Onetime Elon Musk Whisperer Shares the ‘Algorithm’
When Jon McNeill left Tesla in 2018, he took with him a reputation as a growth driver and fix-it man. If you can manage Musk’s special brand of chaos, the thinking goes, you can run anything.

Jon McNeill, CEO and co-founder of venture capital firm DVx Ventures, has spent a lot of time thinking about cars.
Photographer: Timothy Fadek for Bloomberg BusinessweekJon McNeill is walking through Manhattan’s Clement Clarke Moore Park, recalling the exact day when he’d had enough of working for Elon Musk.

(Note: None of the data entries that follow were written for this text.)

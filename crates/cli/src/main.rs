//! CogWorks CLI entry point.
//!
//! This binary is the composition root for the entire system:
//!
//! 1. **Parse configuration**: `.cogworks/config.toml`, overridden by flags.
//! 2. **Wire observability**: `tracing-subscriber` with a JSON or human
//!    layer, plus an OpenTelemetry OTLP exporter when an endpoint is set.
//! 3. **Construct infrastructure**: `AnthropicProvider`,
//!    `HttpDomainServiceClient`, the file-backed state store and tracker, and
//!    inject them into the `GraphExecutionEngine`.
//! 4. **Run one invocation**: the engine advances the run as far as it can and
//!    returns; the next invocation with the same `--run-id` resumes it.

use std::path::PathBuf;
use std::process::ExitCode;

use clap::{Parser, Subcommand};

mod commands;
mod config;
mod loader;
mod observability;
mod store;
mod tracker;

use config::{CliConfig, API_KEY_ENV, DEFAULT_CONFIG_PATH};
use observability::LogFormat;

#[derive(Debug, Parser)]
#[command(name = "cogworks", version, about = "Runs CogWorks pipeline graphs")]
struct Cli {
    /// Configuration file.
    #[arg(long, global = true, default_value = DEFAULT_CONFIG_PATH)]
    config: PathBuf,
    /// Graph description; overrides `paths.graph`.
    #[arg(long, global = true)]
    graph: Option<PathBuf>,
    /// Snapshot directory; overrides `paths.state_dir`.
    #[arg(long, global = true)]
    state_dir: Option<PathBuf>,
    #[arg(long, global = true, value_enum)]
    log_format: Option<LogFormat>,
    #[arg(long, global = true, env = "OTEL_EXPORTER_OTLP_ENDPOINT")]
    otlp_endpoint: Option<String>,

    #[command(subcommand)]
    command: Command,
}

#[derive(Debug, Subcommand)]
enum Command {
    /// Start or resume a pipeline run
    Run(commands::RunArgs),
    /// Validate the graph description without running anything
    Validate,
    /// Record a human gate decision
    Decide(commands::DecisionArgs),
}

impl Cli {
    fn resolve_config(&self) -> anyhow::Result<CliConfig> {
        let mut config = CliConfig::load(&self.config)?;
        config.apply_api_key(std::env::var(API_KEY_ENV).ok());
        if let Some(graph) = &self.graph {
            config.paths.graph = graph.clone();
        }
        if let Some(state_dir) = &self.state_dir {
            config.paths.state_dir = state_dir.clone();
        }
        if let Some(format) = self.log_format {
            config.telemetry.log_format = format;
        }
        if let Some(endpoint) = &self.otlp_endpoint {
            config.telemetry.otlp_endpoint = Some(endpoint.clone());
        }
        Ok(config)
    }
}

#[tokio::main]
async fn main() -> anyhow::Result<ExitCode> {
    let cli = Cli::parse();
    let config = cli.resolve_config()?;
    let telemetry = observability::init(
        config.telemetry.log_format,
        config.telemetry.otlp_endpoint.as_deref(),
    )?;

    let result = match cli.command {
        Command::Run(args) => commands::run(args, config).await,
        Command::Validate => commands::validate(config).await,
        Command::Decide(args) => commands::decide(args, config).await,
    };

    telemetry.shutdown();
    result
}

#[cfg(test)]
mod tests {
    use super::*;
    use clap::CommandFactory;

    #[test]
    fn cli_definition_expected_consistent() {
        Cli::command().debug_assert();
    }

    #[test]
    fn cli_flags_expected_to_override_config_file() {
        let dir = tempfile::tempdir().expect("tempdir");
        let path = dir.path().join("config.toml");
        std::fs::write(&path, "[paths]\ngraph = \"from-file.toml\"\nstate_dir = \"runs\"\n").expect("write");
        let cli = Cli::parse_from([
            "cogworks",
            "--config",
            path.to_str().expect("utf-8 path"),
            "--graph",
            "from-flag.toml",
            "--log-format",
            "json",
            "run",
            "--work-item",
            "42",
        ]);

        let config = cli.resolve_config().expect("config");

        assert_eq!(config.paths.graph, PathBuf::from("from-flag.toml"));
        assert_eq!(config.paths.state_dir, PathBuf::from("runs"));
        assert_eq!(config.telemetry.log_format, LogFormat::Json);
        assert!(matches!(cli.command, Command::Run(ref args) if args.work_item == 42 && !args.restart));
    }

    #[test]
    fn cli_restart_without_run_id_expected_rejected() {
        let result = Cli::try_parse_from(["cogworks", "run", "--work-item", "1", "--restart"]);
        assert!(result.is_err());
    }
}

It was the end of a bruising 2017, in which Tesla Inc. was stumbling over its effort to release the Model 3 and, in particular, failing to get robots to build them. McNeill, who was the company’s president, and his deputies stood side by side with Musk on the assembly line figuring out how to reconstruct it. The whole process took eight months, and the car was late, but they eventually got it done. Tesla’s revenue soared; the stock price did too.
To celebrate and unwind, McNeill took his wife and two kids on vacation to Vermont, expecting a relaxing week of skiing. Instead he walked into an intervention: His family sat him down and told him he’d been a jerk. Dealing with Musk’s extreme mood swings, McNeill says, had ground him down. When he wasn’t trying to shield managers from the billionaire’s tirades, he recalls, he’d be peeling his boss off the floor of a dark conference room in a near-catatonic state. (Musk, who has self-reported symptoms of bipolar disorder, famously slept on the factory floor at times while pushing Tesla through what he called “production hell.”) “I choked up,” McNeill says, unfailingly polite and with the bearing of a college professor. “Mean is the last thing that I ever want to be.”